§ DATA FOR THIS TASK
=======
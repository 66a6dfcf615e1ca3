// src/services/chat_service.rs

use std::sync::Arc;

use chrono::Utc;
use serde_json::Value;
use uuid::Uuid;

use crate::{
    common::error::AppError,
    models::{
        chat::{chat_valido, participantes, MensagemChat, CHAT_GERAL},
        remote::UrgentNotification,
    },
    remote::{caminhos, Caminhos, Escuta, RemoteStore},
    services::{alerta::AlertaService, presenca_service::PresencaService, sessao::ChatAtivo},
};

// Id de chat que vira um único segmento do caminho remoto.
fn conferir(chat_id: &str) -> Result<(), AppError> {
    if chat_valido(chat_id) {
        Ok(())
    } else {
        Err(AppError::InvalidChat(chat_id.to_string()))
    }
}

#[derive(Clone)]
pub struct ChatService {
    remoto: Arc<dyn RemoteStore>,
    caminhos: Caminhos,
    presenca: PresencaService,
    alerta: AlertaService,
}

impl ChatService {
    pub fn new(
        remoto: Arc<dyn RemoteStore>,
        caminhos: Caminhos,
        presenca: PresencaService,
        alerta: AlertaService,
    ) -> Self {
        Self { remoto, caminhos, presenca, alerta }
    }

    fn loja(&self) -> &str {
        self.presenca.loja()
    }

    // Quem recebe a notificação urgente de uma mensagem neste chat.
    async fn destinatarios(&self, chat_id: &str) -> Result<Vec<String>, AppError> {
        if chat_id == CHAT_GERAL {
            let todas = self.presenca.conhecidas().await?;
            return Ok(todas.into_iter().filter(|l| l != self.loja()).collect());
        }

        let (a, b) = participantes(chat_id).ok_or_else(|| AppError::InvalidChat(chat_id.to_string()))?;
        match self.loja() {
            eu if eu == a => Ok(vec![b.to_string()]),
            eu if eu == b => Ok(vec![a.to_string()]),
            _ => Err(AppError::InvalidChat(chat_id.to_string())),
        }
    }

    /// Grava a mensagem; se urgente, marca uma notificação por destinatário.
    /// Cada notificação nova sobrescreve a anterior do mesmo chat.
    pub async fn enviar(&self, chat_id: &str, texto: &str, urgente: bool) -> Result<MensagemChat, AppError> {
        let destinatarios = self.destinatarios(chat_id).await?;

        let mensagem = MensagemChat {
            id: Uuid::new_v4().to_string(),
            from: self.loja().to_string(),
            text: texto.to_string(),
            urgent: urgente,
            timestamp: Utc::now().timestamp_millis(),
        };
        let valor = serde_json::to_value(&mensagem).map_err(anyhow::Error::from)?;
        self.remoto.set(&self.caminhos.mensagem(chat_id, &mensagem.id), valor).await?;

        if urgente {
            let aviso = UrgentNotification { has_unread: true, from: self.loja().to_string() };
            let aviso = serde_json::to_value(aviso).map_err(anyhow::Error::from)?;
            for destino in &destinatarios {
                self.remoto
                    .set(&self.caminhos.notificacao(destino, chat_id), aviso.clone())
                    .await?;
            }
            tracing::info!(chat = chat_id, destinatarios = ?destinatarios, "📣 Mensagem urgente enviada");
        }
        Ok(mensagem)
    }

    pub async fn historico(&self, chat_id: &str) -> Result<Vec<MensagemChat>, AppError> {
        conferir(chat_id)?;
        let no = self.remoto.get(&self.caminhos.no(&[caminhos::MENSAGENS, chat_id])).await?;
        let Value::Object(mapa) = no else {
            return Ok(Vec::new());
        };

        let mut mensagens: Vec<MensagemChat> = mapa
            .into_iter()
            .filter_map(|(id, valor)| {
                let mut m: MensagemChat = serde_json::from_value(valor).ok()?;
                m.id = id;
                Some(m)
            })
            .collect();
        mensagens.sort_by(|a, b| a.timestamp.cmp(&b.timestamp).then_with(|| a.id.cmp(&b.id)));
        Ok(mensagens)
    }

    /// Abre o chat: vira o chat ativo, limpa a notificação pendente e para o alerta.
    pub async fn abrir(&self, ativo: &ChatAtivo, chat_id: &str) -> Result<(), AppError> {
        conferir(chat_id)?;
        ativo.definir(Some(chat_id.to_string()));
        self.remoto.remove(&self.caminhos.notificacao(self.loja(), chat_id)).await?;
        self.alerta.parar();
        Ok(())
    }

    /// Escuta as notificações urgentes desta loja. Notificação do chat aberto
    /// é apagada na hora; de qualquer outro chat dispara o alerta.
    pub async fn escutar_notificacoes(&self, ativo: ChatAtivo) -> Result<Escuta, AppError> {
        let caminho = self.caminhos.no(&[caminhos::NOTIFICACOES_URGENTES, self.loja()]);
        let mut assinatura = self.remoto.listen(&caminho).await?;
        let servico = self.clone();

        Ok(Escuta::iniciar(async move {
            while let Some(evento) = assinatura.next().await {
                for (chat_id, valor) in evento.filhos() {
                    let Ok(aviso) = serde_json::from_value::<UrgentNotification>(valor) else {
                        continue;
                    };
                    if !aviso.has_unread {
                        continue;
                    }

                    if ativo.atual().as_deref() == Some(chat_id.as_str()) {
                        let caminho = servico.caminhos.notificacao(servico.loja(), &chat_id);
                        if let Err(e) = servico.remoto.remove(&caminho).await {
                            tracing::warn!(chat = %chat_id, error = %e, "Falha ao limpar notificação do chat aberto");
                        }
                    } else {
                        servico.alerta.disparar(&aviso.from, &chat_id);
                    }
                }
            }
            tracing::debug!("Escuta de notificações encerrada");
        }))
    }
}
=======
§ WHAT IS REQUIRED
Filter the listing so that only lines holding the word "destino" remain, and copy those lines.

§ SOLUTION BELOW
            for destino in &destinatarios {
                    .set(&self.caminhos.notificacao(destino, chat_id), aviso.clone())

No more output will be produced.